Identify and copy all lines of the material where the string "reports" is found.
##############################
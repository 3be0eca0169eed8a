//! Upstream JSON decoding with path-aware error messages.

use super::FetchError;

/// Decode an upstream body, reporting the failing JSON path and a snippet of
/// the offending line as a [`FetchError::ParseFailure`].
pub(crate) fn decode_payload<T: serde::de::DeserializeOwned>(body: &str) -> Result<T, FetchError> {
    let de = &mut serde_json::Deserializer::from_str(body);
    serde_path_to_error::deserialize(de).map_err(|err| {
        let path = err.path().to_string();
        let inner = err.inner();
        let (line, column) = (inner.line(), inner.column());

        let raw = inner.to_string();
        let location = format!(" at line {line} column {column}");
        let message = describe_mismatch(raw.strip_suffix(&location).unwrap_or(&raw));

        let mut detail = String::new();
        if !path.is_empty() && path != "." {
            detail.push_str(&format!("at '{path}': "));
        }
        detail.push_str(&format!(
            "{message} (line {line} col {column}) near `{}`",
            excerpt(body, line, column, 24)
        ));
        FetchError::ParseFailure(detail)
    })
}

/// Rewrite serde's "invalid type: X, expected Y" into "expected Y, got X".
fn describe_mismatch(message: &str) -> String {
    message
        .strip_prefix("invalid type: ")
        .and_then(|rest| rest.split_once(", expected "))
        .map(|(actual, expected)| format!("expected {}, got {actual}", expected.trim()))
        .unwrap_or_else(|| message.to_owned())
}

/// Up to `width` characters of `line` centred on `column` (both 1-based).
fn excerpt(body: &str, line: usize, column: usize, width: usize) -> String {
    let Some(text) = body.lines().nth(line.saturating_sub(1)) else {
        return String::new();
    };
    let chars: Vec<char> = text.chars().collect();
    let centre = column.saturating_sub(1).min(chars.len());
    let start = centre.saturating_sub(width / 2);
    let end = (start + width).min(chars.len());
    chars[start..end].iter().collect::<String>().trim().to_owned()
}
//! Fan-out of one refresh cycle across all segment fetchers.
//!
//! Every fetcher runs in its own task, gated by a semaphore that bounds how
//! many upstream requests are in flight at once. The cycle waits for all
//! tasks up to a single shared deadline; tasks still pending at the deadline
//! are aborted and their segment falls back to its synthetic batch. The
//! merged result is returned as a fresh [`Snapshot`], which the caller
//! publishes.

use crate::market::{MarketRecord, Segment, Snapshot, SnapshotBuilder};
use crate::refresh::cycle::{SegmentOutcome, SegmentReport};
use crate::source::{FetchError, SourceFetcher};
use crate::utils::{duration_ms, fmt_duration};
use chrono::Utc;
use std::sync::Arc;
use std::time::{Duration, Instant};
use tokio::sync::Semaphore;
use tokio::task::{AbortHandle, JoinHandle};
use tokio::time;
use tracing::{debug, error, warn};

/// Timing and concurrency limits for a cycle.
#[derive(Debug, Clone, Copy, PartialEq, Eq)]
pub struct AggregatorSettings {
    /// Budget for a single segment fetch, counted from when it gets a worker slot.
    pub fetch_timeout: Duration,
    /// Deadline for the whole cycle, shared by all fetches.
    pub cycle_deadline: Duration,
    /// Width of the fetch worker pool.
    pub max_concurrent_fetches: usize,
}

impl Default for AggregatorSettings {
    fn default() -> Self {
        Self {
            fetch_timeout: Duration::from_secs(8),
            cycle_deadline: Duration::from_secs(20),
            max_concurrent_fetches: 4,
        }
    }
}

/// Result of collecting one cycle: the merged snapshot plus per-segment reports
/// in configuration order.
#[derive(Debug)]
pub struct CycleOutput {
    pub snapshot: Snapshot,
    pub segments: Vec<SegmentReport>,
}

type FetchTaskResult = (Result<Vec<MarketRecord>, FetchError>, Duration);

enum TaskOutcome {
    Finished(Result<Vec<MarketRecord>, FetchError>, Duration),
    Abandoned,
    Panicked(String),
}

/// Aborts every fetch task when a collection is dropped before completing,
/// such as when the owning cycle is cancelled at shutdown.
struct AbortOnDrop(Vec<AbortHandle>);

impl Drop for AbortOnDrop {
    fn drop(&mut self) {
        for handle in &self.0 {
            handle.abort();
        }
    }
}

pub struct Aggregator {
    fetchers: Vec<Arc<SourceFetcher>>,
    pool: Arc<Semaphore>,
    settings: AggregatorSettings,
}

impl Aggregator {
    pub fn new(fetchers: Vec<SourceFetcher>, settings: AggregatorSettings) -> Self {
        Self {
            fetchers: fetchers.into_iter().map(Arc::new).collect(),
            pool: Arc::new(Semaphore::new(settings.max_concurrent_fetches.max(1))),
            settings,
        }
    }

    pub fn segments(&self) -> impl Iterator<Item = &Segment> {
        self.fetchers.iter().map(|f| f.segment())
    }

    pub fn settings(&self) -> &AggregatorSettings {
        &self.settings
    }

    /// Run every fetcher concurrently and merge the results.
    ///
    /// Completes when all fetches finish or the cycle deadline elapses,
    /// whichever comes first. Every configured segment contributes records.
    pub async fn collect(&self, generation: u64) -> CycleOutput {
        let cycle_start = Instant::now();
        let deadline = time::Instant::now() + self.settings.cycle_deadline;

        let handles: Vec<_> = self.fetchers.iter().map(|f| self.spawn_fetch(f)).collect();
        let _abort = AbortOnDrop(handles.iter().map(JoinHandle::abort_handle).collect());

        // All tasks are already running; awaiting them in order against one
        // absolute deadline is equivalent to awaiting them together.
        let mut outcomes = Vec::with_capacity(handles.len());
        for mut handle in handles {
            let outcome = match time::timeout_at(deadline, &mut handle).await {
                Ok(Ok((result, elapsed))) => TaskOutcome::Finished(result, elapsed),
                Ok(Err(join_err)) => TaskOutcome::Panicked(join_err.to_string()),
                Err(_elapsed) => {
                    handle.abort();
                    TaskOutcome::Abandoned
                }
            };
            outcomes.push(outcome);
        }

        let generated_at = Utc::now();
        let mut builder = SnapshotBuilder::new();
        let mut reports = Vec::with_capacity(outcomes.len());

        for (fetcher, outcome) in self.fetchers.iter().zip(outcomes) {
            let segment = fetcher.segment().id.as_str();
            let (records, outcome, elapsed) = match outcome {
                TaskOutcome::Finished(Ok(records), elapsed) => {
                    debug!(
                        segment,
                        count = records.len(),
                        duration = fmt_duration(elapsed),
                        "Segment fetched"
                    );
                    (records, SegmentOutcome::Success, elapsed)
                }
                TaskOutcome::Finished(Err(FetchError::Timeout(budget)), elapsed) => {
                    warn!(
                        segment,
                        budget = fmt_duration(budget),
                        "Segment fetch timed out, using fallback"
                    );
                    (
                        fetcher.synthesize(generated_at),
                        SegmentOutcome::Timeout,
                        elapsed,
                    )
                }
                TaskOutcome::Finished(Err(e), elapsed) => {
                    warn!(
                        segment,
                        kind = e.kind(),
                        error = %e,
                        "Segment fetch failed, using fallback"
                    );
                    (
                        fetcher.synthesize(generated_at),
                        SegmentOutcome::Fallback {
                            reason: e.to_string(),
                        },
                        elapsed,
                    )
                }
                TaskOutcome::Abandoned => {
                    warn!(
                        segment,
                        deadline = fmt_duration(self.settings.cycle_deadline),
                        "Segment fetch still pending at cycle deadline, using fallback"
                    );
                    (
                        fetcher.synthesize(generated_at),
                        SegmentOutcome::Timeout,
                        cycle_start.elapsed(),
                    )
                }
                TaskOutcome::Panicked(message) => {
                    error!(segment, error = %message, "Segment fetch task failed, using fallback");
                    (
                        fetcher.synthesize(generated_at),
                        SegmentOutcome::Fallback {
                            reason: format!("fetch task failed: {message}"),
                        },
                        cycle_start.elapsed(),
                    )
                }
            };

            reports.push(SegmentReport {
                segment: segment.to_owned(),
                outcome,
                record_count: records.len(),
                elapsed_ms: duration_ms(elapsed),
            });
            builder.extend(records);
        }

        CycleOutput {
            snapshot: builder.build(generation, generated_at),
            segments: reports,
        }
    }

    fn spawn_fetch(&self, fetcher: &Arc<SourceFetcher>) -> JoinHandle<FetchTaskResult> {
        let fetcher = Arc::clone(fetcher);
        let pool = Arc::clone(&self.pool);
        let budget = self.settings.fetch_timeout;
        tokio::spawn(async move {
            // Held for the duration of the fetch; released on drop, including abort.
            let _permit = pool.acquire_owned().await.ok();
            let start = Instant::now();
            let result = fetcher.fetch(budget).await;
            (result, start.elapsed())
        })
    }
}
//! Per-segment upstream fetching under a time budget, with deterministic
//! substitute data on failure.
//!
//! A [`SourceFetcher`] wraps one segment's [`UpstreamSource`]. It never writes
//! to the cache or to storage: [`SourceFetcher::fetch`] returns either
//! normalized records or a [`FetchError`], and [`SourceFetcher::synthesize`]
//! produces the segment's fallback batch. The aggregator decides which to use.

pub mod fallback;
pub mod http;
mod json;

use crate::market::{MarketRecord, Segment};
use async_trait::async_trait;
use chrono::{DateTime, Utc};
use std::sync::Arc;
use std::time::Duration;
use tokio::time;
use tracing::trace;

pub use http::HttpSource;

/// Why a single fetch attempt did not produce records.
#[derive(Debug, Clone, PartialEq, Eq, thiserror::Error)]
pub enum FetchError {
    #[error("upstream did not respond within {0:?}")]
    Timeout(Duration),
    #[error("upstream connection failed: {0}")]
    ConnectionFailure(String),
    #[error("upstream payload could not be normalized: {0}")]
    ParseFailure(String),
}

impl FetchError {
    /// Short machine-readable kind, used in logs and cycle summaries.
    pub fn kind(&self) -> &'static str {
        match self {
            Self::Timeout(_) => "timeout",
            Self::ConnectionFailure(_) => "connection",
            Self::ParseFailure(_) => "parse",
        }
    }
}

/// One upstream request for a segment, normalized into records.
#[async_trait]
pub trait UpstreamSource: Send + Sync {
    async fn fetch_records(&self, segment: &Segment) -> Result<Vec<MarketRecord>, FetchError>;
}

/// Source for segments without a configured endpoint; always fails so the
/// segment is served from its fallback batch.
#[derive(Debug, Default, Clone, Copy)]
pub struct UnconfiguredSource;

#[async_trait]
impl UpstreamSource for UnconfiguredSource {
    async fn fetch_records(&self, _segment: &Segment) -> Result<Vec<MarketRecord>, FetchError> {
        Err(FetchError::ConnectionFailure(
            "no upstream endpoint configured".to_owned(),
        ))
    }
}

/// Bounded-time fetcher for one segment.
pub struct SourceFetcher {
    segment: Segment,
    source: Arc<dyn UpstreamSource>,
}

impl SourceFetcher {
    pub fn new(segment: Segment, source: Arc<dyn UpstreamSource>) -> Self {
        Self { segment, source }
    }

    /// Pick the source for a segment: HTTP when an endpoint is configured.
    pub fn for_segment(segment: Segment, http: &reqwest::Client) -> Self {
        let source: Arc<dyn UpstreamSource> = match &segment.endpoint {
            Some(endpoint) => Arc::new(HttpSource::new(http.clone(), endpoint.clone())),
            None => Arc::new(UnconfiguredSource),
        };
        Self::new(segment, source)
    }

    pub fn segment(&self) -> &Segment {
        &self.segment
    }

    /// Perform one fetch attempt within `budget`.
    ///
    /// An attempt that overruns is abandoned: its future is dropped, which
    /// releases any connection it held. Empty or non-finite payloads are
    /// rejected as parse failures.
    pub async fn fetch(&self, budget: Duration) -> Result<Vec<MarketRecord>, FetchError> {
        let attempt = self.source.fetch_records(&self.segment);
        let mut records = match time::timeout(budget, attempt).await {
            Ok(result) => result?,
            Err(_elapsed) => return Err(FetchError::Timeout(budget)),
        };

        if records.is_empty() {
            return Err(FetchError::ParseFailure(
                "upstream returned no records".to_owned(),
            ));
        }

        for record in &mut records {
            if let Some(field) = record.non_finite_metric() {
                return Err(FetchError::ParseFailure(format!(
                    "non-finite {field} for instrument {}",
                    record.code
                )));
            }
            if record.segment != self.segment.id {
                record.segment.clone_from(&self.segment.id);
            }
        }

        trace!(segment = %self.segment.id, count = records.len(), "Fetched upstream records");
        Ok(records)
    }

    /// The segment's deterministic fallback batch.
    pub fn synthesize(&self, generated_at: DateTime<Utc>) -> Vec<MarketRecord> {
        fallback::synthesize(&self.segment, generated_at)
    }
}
##############################
# Written answer
/// Result of collecting one cycle: the merged snapshot plus per-segment reports
        let mut reports = Vec::with_capacity(outcomes.len());
            reports.push(SegmentReport {
            segments: reports,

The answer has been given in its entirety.